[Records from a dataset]

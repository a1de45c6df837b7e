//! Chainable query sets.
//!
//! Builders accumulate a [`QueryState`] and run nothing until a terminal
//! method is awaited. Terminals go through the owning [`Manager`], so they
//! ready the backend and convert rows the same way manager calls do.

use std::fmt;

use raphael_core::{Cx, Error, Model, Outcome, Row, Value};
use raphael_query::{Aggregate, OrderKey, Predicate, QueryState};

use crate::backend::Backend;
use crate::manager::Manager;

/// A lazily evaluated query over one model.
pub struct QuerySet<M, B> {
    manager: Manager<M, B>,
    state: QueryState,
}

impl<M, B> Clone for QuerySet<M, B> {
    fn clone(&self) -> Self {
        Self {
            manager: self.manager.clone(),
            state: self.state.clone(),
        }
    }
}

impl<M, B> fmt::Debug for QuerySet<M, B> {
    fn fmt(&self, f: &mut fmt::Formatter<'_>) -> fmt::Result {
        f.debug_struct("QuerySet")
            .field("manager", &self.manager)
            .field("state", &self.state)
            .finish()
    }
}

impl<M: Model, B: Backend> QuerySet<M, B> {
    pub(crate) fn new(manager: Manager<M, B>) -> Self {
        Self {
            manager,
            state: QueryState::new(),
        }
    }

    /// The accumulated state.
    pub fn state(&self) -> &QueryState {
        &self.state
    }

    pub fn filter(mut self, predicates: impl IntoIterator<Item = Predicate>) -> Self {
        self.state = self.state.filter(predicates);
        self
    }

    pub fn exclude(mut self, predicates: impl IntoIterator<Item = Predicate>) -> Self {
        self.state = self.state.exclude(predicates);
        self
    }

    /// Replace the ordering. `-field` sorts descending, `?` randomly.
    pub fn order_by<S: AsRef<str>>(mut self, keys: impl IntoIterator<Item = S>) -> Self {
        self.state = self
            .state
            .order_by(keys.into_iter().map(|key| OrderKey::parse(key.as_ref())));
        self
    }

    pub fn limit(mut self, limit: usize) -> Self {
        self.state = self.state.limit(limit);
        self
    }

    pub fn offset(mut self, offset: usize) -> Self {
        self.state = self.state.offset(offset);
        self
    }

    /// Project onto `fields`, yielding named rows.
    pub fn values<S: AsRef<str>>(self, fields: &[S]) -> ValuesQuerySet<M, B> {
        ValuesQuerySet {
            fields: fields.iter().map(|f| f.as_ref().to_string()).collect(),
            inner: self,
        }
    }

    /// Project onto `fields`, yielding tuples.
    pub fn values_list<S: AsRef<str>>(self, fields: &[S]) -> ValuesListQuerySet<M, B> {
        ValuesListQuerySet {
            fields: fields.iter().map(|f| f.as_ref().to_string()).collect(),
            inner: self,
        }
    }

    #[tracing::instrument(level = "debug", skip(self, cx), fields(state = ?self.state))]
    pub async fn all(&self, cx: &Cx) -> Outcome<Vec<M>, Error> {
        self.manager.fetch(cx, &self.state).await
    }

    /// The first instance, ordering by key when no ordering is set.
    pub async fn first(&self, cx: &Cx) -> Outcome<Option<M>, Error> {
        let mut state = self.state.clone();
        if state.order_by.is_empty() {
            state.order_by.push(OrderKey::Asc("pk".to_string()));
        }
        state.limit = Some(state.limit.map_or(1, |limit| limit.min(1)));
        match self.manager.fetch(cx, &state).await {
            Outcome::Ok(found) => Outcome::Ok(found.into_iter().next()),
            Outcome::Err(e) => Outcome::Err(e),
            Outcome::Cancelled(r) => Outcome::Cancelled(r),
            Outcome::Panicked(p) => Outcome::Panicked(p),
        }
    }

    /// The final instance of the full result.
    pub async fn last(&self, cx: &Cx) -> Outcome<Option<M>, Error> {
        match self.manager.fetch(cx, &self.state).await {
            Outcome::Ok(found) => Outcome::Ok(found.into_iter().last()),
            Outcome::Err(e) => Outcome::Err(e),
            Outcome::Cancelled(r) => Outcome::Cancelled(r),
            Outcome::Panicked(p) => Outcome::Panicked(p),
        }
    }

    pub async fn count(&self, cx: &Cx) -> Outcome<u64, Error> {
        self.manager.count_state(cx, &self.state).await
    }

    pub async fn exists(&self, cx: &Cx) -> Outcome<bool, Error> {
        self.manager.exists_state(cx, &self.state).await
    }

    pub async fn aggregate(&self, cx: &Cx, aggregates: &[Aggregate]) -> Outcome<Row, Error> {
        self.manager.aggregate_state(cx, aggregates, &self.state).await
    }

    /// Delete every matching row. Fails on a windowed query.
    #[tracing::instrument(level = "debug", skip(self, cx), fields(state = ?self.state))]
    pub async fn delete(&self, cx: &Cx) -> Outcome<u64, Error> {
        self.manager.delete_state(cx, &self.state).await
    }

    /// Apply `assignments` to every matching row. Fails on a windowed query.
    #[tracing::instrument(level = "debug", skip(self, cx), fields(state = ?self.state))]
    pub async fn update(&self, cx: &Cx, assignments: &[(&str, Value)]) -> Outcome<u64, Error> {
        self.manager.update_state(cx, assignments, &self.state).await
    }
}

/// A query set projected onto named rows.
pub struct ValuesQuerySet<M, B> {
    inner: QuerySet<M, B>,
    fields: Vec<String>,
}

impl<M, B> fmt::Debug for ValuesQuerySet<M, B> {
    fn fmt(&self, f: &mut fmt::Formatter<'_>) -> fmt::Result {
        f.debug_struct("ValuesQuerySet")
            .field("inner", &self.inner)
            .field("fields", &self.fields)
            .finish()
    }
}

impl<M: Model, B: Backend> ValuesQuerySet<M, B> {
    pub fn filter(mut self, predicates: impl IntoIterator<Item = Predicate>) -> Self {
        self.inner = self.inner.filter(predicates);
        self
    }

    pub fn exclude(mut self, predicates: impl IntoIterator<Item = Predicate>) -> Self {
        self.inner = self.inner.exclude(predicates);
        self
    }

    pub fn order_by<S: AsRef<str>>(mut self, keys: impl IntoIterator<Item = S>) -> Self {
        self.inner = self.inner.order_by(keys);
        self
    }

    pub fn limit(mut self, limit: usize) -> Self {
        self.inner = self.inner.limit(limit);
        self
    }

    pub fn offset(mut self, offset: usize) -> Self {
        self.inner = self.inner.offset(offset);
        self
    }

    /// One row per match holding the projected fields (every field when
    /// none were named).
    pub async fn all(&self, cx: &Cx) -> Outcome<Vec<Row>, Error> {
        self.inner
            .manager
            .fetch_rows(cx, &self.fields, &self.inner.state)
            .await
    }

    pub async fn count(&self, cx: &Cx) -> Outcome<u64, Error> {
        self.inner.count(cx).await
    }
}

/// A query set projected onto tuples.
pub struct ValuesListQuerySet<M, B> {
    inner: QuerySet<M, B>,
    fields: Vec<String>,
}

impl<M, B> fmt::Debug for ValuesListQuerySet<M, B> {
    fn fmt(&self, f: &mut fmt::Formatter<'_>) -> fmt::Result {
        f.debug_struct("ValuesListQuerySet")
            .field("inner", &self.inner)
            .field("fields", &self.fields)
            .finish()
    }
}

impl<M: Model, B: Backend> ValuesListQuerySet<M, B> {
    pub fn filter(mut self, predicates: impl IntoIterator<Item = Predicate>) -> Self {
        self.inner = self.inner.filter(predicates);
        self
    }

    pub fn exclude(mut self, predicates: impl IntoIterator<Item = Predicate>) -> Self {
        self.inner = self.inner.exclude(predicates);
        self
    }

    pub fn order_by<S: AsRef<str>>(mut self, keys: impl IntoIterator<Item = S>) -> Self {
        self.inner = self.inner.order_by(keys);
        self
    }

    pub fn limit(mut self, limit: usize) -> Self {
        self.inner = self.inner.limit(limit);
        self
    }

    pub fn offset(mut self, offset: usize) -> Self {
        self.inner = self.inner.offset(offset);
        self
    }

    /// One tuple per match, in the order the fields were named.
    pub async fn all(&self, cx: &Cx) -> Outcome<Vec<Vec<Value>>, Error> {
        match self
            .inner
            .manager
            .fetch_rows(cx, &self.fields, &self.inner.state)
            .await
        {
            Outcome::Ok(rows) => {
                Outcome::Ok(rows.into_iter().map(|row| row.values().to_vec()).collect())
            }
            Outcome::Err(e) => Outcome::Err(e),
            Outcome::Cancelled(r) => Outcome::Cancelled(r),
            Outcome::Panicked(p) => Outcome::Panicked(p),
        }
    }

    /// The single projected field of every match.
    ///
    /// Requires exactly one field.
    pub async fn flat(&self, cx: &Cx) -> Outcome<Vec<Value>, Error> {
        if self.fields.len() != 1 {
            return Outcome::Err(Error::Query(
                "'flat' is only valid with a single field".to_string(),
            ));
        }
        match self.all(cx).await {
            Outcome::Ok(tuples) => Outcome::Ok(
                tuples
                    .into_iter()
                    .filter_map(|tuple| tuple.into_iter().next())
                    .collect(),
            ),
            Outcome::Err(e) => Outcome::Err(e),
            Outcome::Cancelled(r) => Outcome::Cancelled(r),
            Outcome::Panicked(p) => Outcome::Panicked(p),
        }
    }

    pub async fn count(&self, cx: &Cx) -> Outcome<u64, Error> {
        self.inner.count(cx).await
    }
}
...
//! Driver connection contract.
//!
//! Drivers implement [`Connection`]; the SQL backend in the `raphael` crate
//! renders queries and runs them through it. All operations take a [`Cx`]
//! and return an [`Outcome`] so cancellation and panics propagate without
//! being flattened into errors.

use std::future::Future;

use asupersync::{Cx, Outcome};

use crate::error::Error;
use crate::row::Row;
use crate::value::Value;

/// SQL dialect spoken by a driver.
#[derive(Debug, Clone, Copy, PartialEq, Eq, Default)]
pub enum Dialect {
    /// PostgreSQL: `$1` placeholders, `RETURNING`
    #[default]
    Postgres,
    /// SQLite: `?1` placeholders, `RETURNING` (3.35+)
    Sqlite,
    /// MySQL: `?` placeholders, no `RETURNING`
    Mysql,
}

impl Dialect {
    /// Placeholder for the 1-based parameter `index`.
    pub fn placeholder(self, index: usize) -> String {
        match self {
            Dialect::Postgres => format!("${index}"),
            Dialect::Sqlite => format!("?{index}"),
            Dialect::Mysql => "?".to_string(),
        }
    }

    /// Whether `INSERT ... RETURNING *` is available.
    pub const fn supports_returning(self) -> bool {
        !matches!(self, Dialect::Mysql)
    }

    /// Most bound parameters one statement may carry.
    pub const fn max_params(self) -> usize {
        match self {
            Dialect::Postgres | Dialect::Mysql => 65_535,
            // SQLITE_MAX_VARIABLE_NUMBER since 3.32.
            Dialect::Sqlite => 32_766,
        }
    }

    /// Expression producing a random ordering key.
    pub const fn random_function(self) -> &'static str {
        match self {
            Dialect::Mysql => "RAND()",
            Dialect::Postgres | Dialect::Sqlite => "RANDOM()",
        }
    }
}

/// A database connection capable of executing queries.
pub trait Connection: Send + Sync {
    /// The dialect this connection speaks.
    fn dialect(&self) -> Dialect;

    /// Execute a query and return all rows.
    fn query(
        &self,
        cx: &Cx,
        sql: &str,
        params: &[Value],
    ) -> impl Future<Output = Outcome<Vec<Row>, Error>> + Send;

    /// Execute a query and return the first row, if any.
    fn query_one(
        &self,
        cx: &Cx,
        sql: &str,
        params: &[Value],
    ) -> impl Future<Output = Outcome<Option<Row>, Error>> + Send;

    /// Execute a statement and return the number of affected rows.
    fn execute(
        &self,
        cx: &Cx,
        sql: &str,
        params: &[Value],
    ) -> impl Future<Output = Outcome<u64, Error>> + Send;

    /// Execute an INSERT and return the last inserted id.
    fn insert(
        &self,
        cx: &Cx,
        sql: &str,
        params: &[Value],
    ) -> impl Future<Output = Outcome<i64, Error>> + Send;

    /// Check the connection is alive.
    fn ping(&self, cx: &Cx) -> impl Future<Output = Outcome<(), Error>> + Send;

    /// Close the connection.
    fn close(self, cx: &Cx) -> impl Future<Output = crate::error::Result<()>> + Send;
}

WHAT YOU WILL DO –
Wherever the string "next" appears in a line of the records, copy that line.

TASK RESULT –
            Outcome::Ok(found) => Outcome::Ok(found.into_iter().next()),
                    .filter_map(|tuple| tuple.into_iter().next())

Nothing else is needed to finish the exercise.